Salesforce is offering its transgender staff in Australia and New Zealand four weeks’ paid leave and A$54,400 ($US40,000) to pay for gender affirmation surgeries, prescription drugs and hormonal therapy.
The new transgender employee benefits package also includes a wardrobe allowance of $500 for employees who change their gender and A$1000 to cover the legal costs associated with updating their gender on birth certificates and licences.
The package is “life changing” for Manu Erwin, a solutions engineer for Salesforce in New Zealand who came out as a transgender woman this year.
Before the package was announced, Erwin, who has worked with Salesforce for 14 years, was preparing to save around $NZ65,000 ($62,000) to pay for gender affirmation surgery.
“I had just been to the surgeon and was thinking ‘I have a new savings goal’, so to hear about the benefits package … it’s life changing from a financial perspective,” Erwin said. “The biggest benefit is the fact that it exists at all.”
Previously Salesforce employees in the US and Canada could access paid time off and $US40,000 in financial assistance for their medical costs. The package has been expanded to include the allowances for attire and legal costs and will be offered to all Salesforce employees globally.
Pip Marlow, chief executive of Salesforce’s Australia-New Zealand and ASEAN operations, said the benefit was a demonstration of the company’s values and recognised the different types of support employees needed as part of their transition.
New way of working
“We really want to make sure that employees, regardless of which country they’re in, can access the type of benefits and support that help them live as their authentic self,” Marlow said.
“If you don’t put real money and investment behind your values, you’re not really living them.”
More broadly, the company has altered its employee benefits to cater for a world where employees spend less time in the office.
“We’ve had an incredible employee value proposition and part of that was cool offices with lots of food, cupcakes, free breakfast, and drinks in the office on a Friday. The physical location was central to part of that value proposition,” Marlow said.
“The world shifted, and we all started working from different locations, so our employee value proposition has to change to support a new way of working.”

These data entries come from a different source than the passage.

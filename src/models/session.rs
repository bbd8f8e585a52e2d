use std::any::Any;
use std::fmt;
use std::sync::atomic::{AtomicBool, Ordering};
use std::sync::{Arc, Weak};

use serde_json::json;

use super::RepositoryLinks;
use crate::class::{Class, ClassId, Instance};
use crate::error::{MvvmError, Result};
use crate::logging::{LogLevel, json_kv};
use crate::registry::ClassRegistry;
use crate::runtime::FrameworkConfig;
use crate::runtime::audit::LifecycleAuditStage;
use crate::runtime::diagnostics::Diagnostics;

const SESSION_TARGET: &str = "room_mvvm::models.session";

/// Application-lifetime data holder. One instance per type per session.
pub trait SessionModel: Any + Send + Sync {
    /// Runs once, right after the model is registered.
    fn start_session(&self, links: &RepositoryLinks) {
        let _ = links;
    }

    /// Runs once when the session closes, before the model is dropped.
    fn end_session(&self) {}
}

pub type SessionModelClass = Class<dyn SessionModel>;

impl Class<dyn SessionModel> {
    pub fn of<T: SessionModel + Default>() -> Self {
        Self::with_factory::<T>(|| {
            let model = Arc::new(T::default());
            Instance {
                object: model.clone(),
                any: model,
            }
        })
    }
}

/// Registry of session models, created lazily on first request.
pub struct ModelRepository {
    self_ref: Weak<ModelRepository>,
    models: ClassRegistry<dyn SessionModel>,
    closing: AtomicBool,
    diagnostics: Diagnostics,
}

impl ModelRepository {
    pub fn new(config: &FrameworkConfig) -> Arc<Self> {
        Arc::new_cyclic(|weak| Self {
            self_ref: weak.clone(),
            models: ClassRegistry::new(),
            closing: AtomicBool::new(false),
            diagnostics: Diagnostics::new(config, SESSION_TARGET),
        })
    }

    /// Returns the model of type `T`, creating and starting it on first use.
    pub fn get_session_model<T: SessionModel + Default>(&self) -> Result<Arc<T>> {
        let class = SessionModelClass::of::<T>();
        let instance = self
            .resolve(&class)?
            .ok_or(MvvmError::AbstractClass(class.name()))?;
        instance
            .downcast::<T>()
            .ok_or(MvvmError::TypeMismatch(class.name()))
    }

    /// Class-descriptor form. An abstract descriptor yields `Ok(None)`.
    pub fn get_session_model_by_class(
        &self,
        class: &SessionModelClass,
    ) -> Result<Option<Arc<dyn SessionModel>>> {
        Ok(self.resolve(class)?.map(|instance| instance.object))
    }

    /// Lookup without creation.
    pub fn find_session_model<T: SessionModel>(&self) -> Result<Option<Arc<T>>> {
        Ok(self
            .models
            .get(ClassId::of::<T>())?
            .and_then(|instance| instance.downcast::<T>()))
    }

    pub fn contains<T: SessionModel>(&self) -> bool {
        self.models.contains(ClassId::of::<T>())
    }

    pub fn len(&self) -> usize {
        self.models.len()
    }

    pub fn is_empty(&self) -> bool {
        self.models.is_empty()
    }

    /// Ends every registered model and empties the repository. Returns how
    /// many models were ended; a second call ends none.
    pub fn close_session(&self) -> Result<usize> {
        if self.closing.swap(true, Ordering::SeqCst) {
            return Ok(0);
        }
        let live = match self.models.instances() {
            Ok(live) => live,
            Err(err) => {
                self.closing.store(false, Ordering::SeqCst);
                return Err(err);
            }
        };

        // Hooks run while the registry is still populated so models can
        // reach their siblings; only new types are rejected meanwhile.
        for instance in &live {
            instance.object.end_session();
        }
        let ended = live.len();
        drop(live);
        let emptied = self.models.drain();
        self.closing.store(false, Ordering::SeqCst);
        emptied?;

        self.diagnostics
            .record_metrics(|metrics| metrics.record_session_models_ended(ended));
        self.diagnostics.lifecycle(
            LifecycleAuditStage::SessionClosed,
            "session_closed",
            [json_kv("ended", json!(ended))],
        );
        Ok(ended)
    }

    fn links(&self) -> RepositoryLinks {
        RepositoryLinks::from_weak(self.self_ref.clone(), Weak::new())
    }

    fn resolve(&self, class: &SessionModelClass) -> Result<Option<Instance<dyn SessionModel>>> {
        if !class.is_valid() {
            self.diagnostics.log(
                LogLevel::Debug,
                "session_model_class_abstract",
                [json_kv("class", json!(class.name()))],
            );
            return Ok(None);
        }
        if let Some(existing) = self.models.get(class.id())? {
            return Ok(Some(existing));
        }
        if self.closing.load(Ordering::SeqCst) {
            self.diagnostics.log(
                LogLevel::Error,
                "session_model_created_while_closing",
                [json_kv("class", json!(class.name()))],
            );
            return Err(MvvmError::RepositoryClosing {
                repository: "ModelRepository",
                class: class.name(),
            });
        }
        let Some(created) = class.instantiate() else {
            return Ok(None);
        };

        // Registered before `start_session`, so a model that asks for itself
        // while starting gets this same instance back.
        let (instance, inserted) = self.models.insert(class.id(), created)?;
        if inserted {
            instance.object.start_session(&self.links());
            self.diagnostics
                .record_metrics(|metrics| metrics.record_session_model_created());
            self.diagnostics.lifecycle(
                LifecycleAuditStage::SessionModelCreated,
                "session_model_created",
                [json_kv("class", json!(class.name()))],
            );
        }
        Ok(Some(instance))
    }
}

impl fmt::Debug for ModelRepository {
    fn fmt(&self, f: &mut fmt::Formatter<'_>) -> fmt::Result {
        f.debug_struct("ModelRepository")
            .field("models", &self.models.classes())
            .field("closing", &self.closing.load(Ordering::SeqCst))
            .finish()
    }
}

For example, employees can claim home gym equipment as an expense, a rule that previously only covered gym memberships.
Salesforce also introduced an allowance of A$100 a day to cover 20 days of “emergency back-up childcare” for parents to help ease the pressure of caring responsibilities during lockdown.
Marlow said employees are increasingly deciding which companies to work for based on how well an employer aligns with their values.
“It’s a great time for every organisation in Australia, regardless of industry or sector, to be saying, how can we take the lessons this pandemic has taught us to take better care of our employees?”